Generally i would expect a baby and 2yo to be playing on the floor, a 4yo could do some table based activity, puzzles games drawing etc, but I appreciate not all are into that, it is something you could encourage as a special thing with the older child. Maybe get a little table and chairs. I havexalways played on the floor (parents included) but we also all sit at the child table and chairs. It's unreasonable yo expect any real playing from a baby unless you do things with them, interaction on the other hand is perfectly do able if they sit with her. It depends what she does with them. Does she read to them for example, make up stories, enact tings with soft toys? These can be done in an atm chair while they sit with her. Take the other toys away.. it just depends what effort she makes

Fadeout83 · 21/08/2022 05:41

My MIL is sort of like this. Expects the kids ;6 and 4) to just automatically adore her. Whines when she doesn’t see them and goes on and on about how she’s excited to see them (posting about on social media etc) and then time come, literally does nothing with them.
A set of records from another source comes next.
#[async_trait]
impl SessionTransport for MemoryServer {
    async fn start(&self, chunk: Bytes) -> Result<UploadSessionId> {
        self.calls.lock().unwrap().push(Call::Start { len: chunk.len() });
        if let Some(fault) = self.start_faults.lock().unwrap().pop_front() {
            match fault {
                CallFault::Timeout => return Err(timeout()),
                CallFault::Forget => {
                    return Err(DropboxError::Protocol("no session".to_string()))
                }
            }
        }

        let mut next_id = self.next_id.lock().unwrap();
        *next_id += 1;
        let id = format!("session-{}", next_id);
        self.sessions
            .lock()
            .unwrap()
            .insert(id.clone(), chunk.to_vec());
        Ok(UploadSessionId::new(id))
    }

    async fn append(
        &self,
        session_id: &UploadSessionId,
        offset: u64,
        chunk: Bytes,
    ) -> Result<AppendOutcome> {
        self.calls.lock().unwrap().push(Call::Append {
            offset,
            data: chunk.to_vec(),
        });
        let fault = self.append_faults.lock().unwrap().pop_front().flatten();

        let mut sessions = self.sessions.lock().unwrap();
        let Some(stored) = sessions.get_mut(session_id.as_str()) else {
            return Ok(AppendOutcome::SessionUnknown);
        };

        match fault {
            None => {}
            Some(Fault::DropBeforeStore) => return Err(timeout()),
            Some(Fault::DropAfterStore) => {
                if stored.len() as u64 == offset {
                    stored.extend_from_slice(&chunk);
                }
                return Err(timeout());
            }
            Some(Fault::PartialThenDrop(k)) => {
                if stored.len() as u64 == offset {
                    stored.extend_from_slice(&chunk[..k]);
                }
                return Err(timeout());
            }
            Some(Fault::AlreadyHas(k)) => {
                stored.extend_from_slice(&chunk[..k]);
                return Ok(AppendOutcome::OffsetMismatch(offset + k as u64));
            }
            Some(Fault::ReportRelative(delta)) => {
                return Ok(AppendOutcome::OffsetMismatch((offset as i64 + delta) as u64));
            }
            Some(Fault::Forget) => return Ok(AppendOutcome::SessionUnknown),
        }

        if stored.len() as u64 != offset {
            return Ok(AppendOutcome::OffsetMismatch(stored.len() as u64));
        }
        stored.extend_from_slice(&chunk);
        Ok(AppendOutcome::Committed)
    }

    async fn finish(
        &self,
        session_id: &UploadSessionId,
        path: &str,
        _write_mode: &WriteMode,
    ) -> Result<Option<Metadata>> {
        self.calls.lock().unwrap().push(Call::Finish {
            path: path.to_string(),
        });
        if let Some(fault) = self.finish_faults.lock().unwrap().pop_front() {
            match fault {
                CallFault::Timeout => return Err(timeout()),
                CallFault::Forget => return Ok(None),
            }
        }

        let Some(data) = self.sessions.lock().unwrap().remove(session_id.as_str()) else {
            return Ok(None);
        };
        let reported = self.misreported_size.lock().unwrap().unwrap_or(data.len() as u64);
        let metadata = Metadata {
            bytes: reported,
            path: path.to_string(),
            rev: Some("1".to_string()),
            ..Default::default()
        };
        self.files.lock().unwrap().insert(path.to_string(), data);
        Ok(Some(metadata))
    }
}

/// Deterministic, non-repeating-looking test data
fn payload(len: usize) -> Vec<u8> {
    (0..len).map(|i| (i * 31 % 251) as u8).collect()
}

async fn upload(
    server: &MemoryServer,
    data: &[u8],
    chunk_size: usize,
    expected: Option<u64>,
) -> (Result<Metadata>, u64, UploadState) {
    let mut uploader = ChunkedUploader::new(server).with_chunk_size(chunk_size);
    let result = uploader
        .upload("/file.bin", &WriteMode::Add, ReaderSource::new(data), expected)
        .await;
    (result, uploader.committed_offset(), uploader.state())
}

/// Test suite for uploads without faults
#[cfg(test)]
mod round_trip_tests {
    use super::*;

    /// Every chunk size / length combination uploads byte-identical content
    ///
    /// The final committed offset must equal the input length and the
    /// number of requests must match the number of chunks.
    #[tokio::test]
    async fn test_round_trip_for_chunk_sizes_and_lengths() {
        for chunk_size in [1usize, 3, 512, 1000] {
            for len in [0usize, 1, 511, 512, 513, 1024, 2500] {
                let server = MemoryServer::new();
                let data = payload(len);

                let (result, offset, state) = upload(&server, &data, chunk_size, None).await;

                let metadata = result.unwrap();
                assert_eq!(metadata.bytes, len as u64, "c={} n={}", chunk_size, len);
                assert_eq!(offset, len as u64);
                assert_eq!(state, UploadState::Done);
                assert_eq!(server.file("/file.bin").unwrap(), data);

                let expected_appends = if len == 0 {
                    0
                } else {
                    (len + chunk_size - 1) / chunk_size - 1
                };
                assert_eq!(server.appends().len(), expected_appends, "c={} n={}", chunk_size, len);
                assert_eq!(server.finish_count(), 1);
            }
        }
    }

    /// 1024 bytes in 512-byte chunks: one start, one append, one finish
    #[tokio::test]
    async fn test_two_chunk_scenario_call_sequence() {
        let server = MemoryServer::new();
        let data = payload(1024);

        let (result, offset, _) = upload(&server, &data, 512, Some(1024)).await;

        result.unwrap();
        assert_eq!(offset, 1024);
        assert_eq!(
            server.calls(),
            vec![
                Call::Start { len: 512 },
                Call::Append {
                    offset: 512,
                    data: data[512..].to_vec()
                },
                Call::Finish {
                    path: "/file.bin".to_string()
                },
            ]
        );
    }

    /// A declared size that disagrees with the stream aborts before finish
    #[tokio::test]
    async fn test_size_mismatch_skips_finish() {
        for expected in [1000u64, 1025, 0] {
            let server = MemoryServer::new();
            let data = payload(1024);

            let (result, offset, state) = upload(&server, &data, 512, Some(expected)).await;

            match result {
                Err(DropboxError::SizeMismatch {
                    expected: e,
                    actual,
                }) => {
                    assert_eq!(e, expected);
                    assert_eq!(actual, 1024);
                }
                other => panic!("expected SizeMismatch, got {:?}", other),
            }
            assert_eq!(offset, 1024);
            assert_eq!(state, UploadState::Failed);
            assert_eq!(server.finish_count(), 0);
            assert!(server.file("/file.bin").is_none());
        }
    }
}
My favourite complaint is “DGS4 is not interested in talking to me”. He’s 4. He’s not interested in having conversations with anyone. He wants to play and you don’t want to actually make an effort, so he has zero interest in you.

He really wanted to play a board game with someone recently (doesn’t know the rules, just likes rolling and dice and moving around the board) so she grudgingly agreed, and then enforced board game rules on him and was surprised when he got upset 😂 (and before the MN brigade jump on me; he’s 4, I think it’s fine he doesn’t abide by monopoly rules just yet)

PoseyFlump · 21/08/2022 05:58

It's not about the floor. This is about a broken bond between your MIL and your children.

If you want a child to take interest in you, you have to interact in a special way. Make the child feel special. The child won't care where you are sitting, they will run to you with their toys.

OP you have played this all wrong. If you had stayed quiet then your MIL would be firmly in the wrong but now you've made it look like you're the issue when really it's her lack of effort with your children. As a PP said, children can pick up on these things.

Rafting2022 · 21/08/2022 06:40

“Maybe ask her or your husband to explain why that is?”

it’s fuck all responsibility of hers to respond to your interrogation!

saraclara · 21/08/2022 06:55

How do you know that she gets down on the floor with the other grandkids, OP?

But yes, she needs to engage with yours one way or another if she wants something back.

Ruibies · 21/08/2022 08:16

I don't think you were rude at all, if she doesn't get on the floor with the other GC she'd have said that when you asked her. And then you would have looked unreasonable. The fact she went off in a mood means you were right and she knows it.

Agree though that the floor is a red herring and that what she wants is a relationship of probably similar closeness as what she has with the other GC without having put the same amount of work in. If she does childcare for the others then they know her just by volume of interaction, and yours maybe don't know her as well, and so maybe aren't as fussed about spending time with her?

Anyway people moaning about shit like that really annoy me. Instead of 'your kids aren't interested in me' she should have said 'any ideas for what I can do with GC this afternoon? My leg hurts so I can't do much on the floor, would they like storytime on the sofa at some point?' Why can't she make some suggestions and not just moan.